=== Source material ===

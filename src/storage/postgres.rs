use anyhow::Context;
use async_trait::async_trait;
use sqlx::{
    postgres::{PgConnectOptions, PgPoolOptions},
    FromRow, PgPool,
};
use time::OffsetDateTime;
use tracing::{error, info};

use super::{surrogate_id, StoreError, StoreResult, UserStore};
use crate::config::PostgresConfig;
use crate::secrets::DbCredentials;
use crate::users::{
    keys::{KeyScheme, UserKey},
    repo_types::{NewUserRecord, UserChanges, UserRecord},
};

const UNIQUE_VIOLATION: &str = "23505";

/// Row shape of the `users` table (live columns only).
#[derive(Debug, FromRow)]
struct UserRow {
    id: i64,
    name: Option<String>,
    email: String,
    password_hash: String,
    created_at: OffsetDateTime,
    updated_at: OffsetDateTime,
}

impl From<UserRow> for UserRecord {
    fn from(r: UserRow) -> Self {
        Self {
            id: Some(r.id),
            name: r.name,
            email: r.email,
            password_hash: r.password_hash,
            created_at: r.created_at,
            updated_at: r.updated_at,
        }
    }
}

/// Relational driver. Rows are addressed by their `BIGSERIAL` id and
/// soft-deleted through `deleted_at`.
#[derive(Clone)]
pub struct PgUserStore {
    pool: PgPool,
}

impl PgUserStore {
    pub async fn connect(cfg: &PostgresConfig, creds: &DbCredentials) -> anyhow::Result<Self> {
        let options = PgConnectOptions::new()
            .host(&cfg.host)
            .port(cfg.port)
            .database(&cfg.database)
            .username(&creds.username)
            .password(&creds.password);

        let pool = PgPoolOptions::new()
            .max_connections(cfg.max_connections)
            .connect_with(options)
            .await
            .context("connect to database")?;
        info!(host = %cfg.host, database = %cfg.database, "postgres pool ready");
        Ok(Self { pool })
    }

    #[cfg(test)]
    fn from_pool(pool: PgPool) -> Self {
        Self { pool }
    }

    /// Creates the `users` table and its indexes if they don't exist yet.
    pub async fn migrate(&self) -> anyhow::Result<()> {
        sqlx::migrate!("./migrations")
            .run(&self.pool)
            .await
            .context("run users migration")?;
        Ok(())
    }
}

fn map_sqlx_error(err: sqlx::Error, email: Option<&str>) -> StoreError {
    if let sqlx::Error::Database(db) = &err {
        if db.code().as_deref() == Some(UNIQUE_VIOLATION) {
            return StoreError::AlreadyExists(email.unwrap_or_default().to_string());
        }
    }
    error!(error = %err, "postgres query failed");
    StoreError::Backend(format!("database error: {err}"))
}

#[async_trait]
impl UserStore for PgUserStore {
    fn scheme(&self) -> KeyScheme {
        KeyScheme::SurrogateId
    }

    async fn insert(&self, user: NewUserRecord) -> StoreResult<UserRecord> {
        let row = sqlx::query_as::<_, UserRow>(
            r#"
            INSERT INTO users (name, email, password_hash, created_at, updated_at)
            VALUES ($1, $2, $3, $4, $4)
            RETURNING id, name, email, password_hash, created_at, updated_at
            "#,
        )
        .bind(&user.name)
        .bind(&user.email)
        .bind(&user.password_hash)
        .bind(user.created_at)
        .fetch_one(&self.pool)
        .await
        .map_err(|e| map_sqlx_error(e, Some(user.email.as_str())))?;
        Ok(row.into())
    }

    async fn fetch(&self, key: &UserKey) -> StoreResult<Option<UserRecord>> {
        let id = surrogate_id(key)?;
        let row = sqlx::query_as::<_, UserRow>(
            r#"
            SELECT id, name, email, password_hash, created_at, updated_at
            FROM users
            WHERE id = $1 AND deleted_at IS NULL
            "#,
        )
        .bind(id)
        .fetch_optional(&self.pool)
        .await
        .map_err(|e| map_sqlx_error(e, None))?;
        Ok(row.map(Into::into))
    }

    async fn fetch_all(&self) -> StoreResult<Vec<UserRecord>> {
        let rows = sqlx::query_as::<_, UserRow>(
            r#"
            SELECT id, name, email, password_hash, created_at, updated_at
            FROM users
            WHERE deleted_at IS NULL
            ORDER BY id
            "#,
        )
        .fetch_all(&self.pool)
        .await
        .map_err(|e| map_sqlx_error(e, None))?;
        Ok(rows.into_iter().map(Into::into).collect())
    }

    async fn update(&self, key: &UserKey, changes: UserChanges) -> StoreResult<UserRecord> {
        let id = surrogate_id(key)?;
        let row = sqlx::query_as::<_, UserRow>(
            r#"
            UPDATE users
               SET name          = COALESCE($2, name),
                   email         = COALESCE($3, email),
                   password_hash = COALESCE($4, password_hash),
                   updated_at    = $5
             WHERE id = $1 AND deleted_at IS NULL
            RETURNING id, name, email, password_hash, created_at, updated_at
            "#,
        )
        .bind(id)
        .bind(&changes.name)
        .bind(&changes.email)
        .bind(&changes.password_hash)
        .bind(changes.updated_at)
        .fetch_optional(&self.pool)
        .await
        .map_err(|e| map_sqlx_error(e, changes.email.as_deref()))?;
        row.map(Into::into).ok_or(StoreError::NotFound)
    }

    async fn remove(&self, key: &UserKey) -> StoreResult<()> {
        let id = surrogate_id(key)?;
        let result = sqlx::query(
            r#"
            UPDATE users
               SET deleted_at = now()
             WHERE id = $1 AND deleted_at IS NULL
            "#,
        )
        .bind(id)
        .execute(&self.pool)
        .await
        .map_err(|e| map_sqlx_error(e, None))?;
        if result.rows_affected() == 0 {
            return Err(StoreError::NotFound);
        }
        Ok(())
    }

    async fn close(&self) {
        self.pool.close().await;
        info!("postgres pool closed");
    }
}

===

(Exercise) Among the lines of the data, some may include "UserKey" as a word or string; report how many, and nothing else.

(Solution to the problem) 4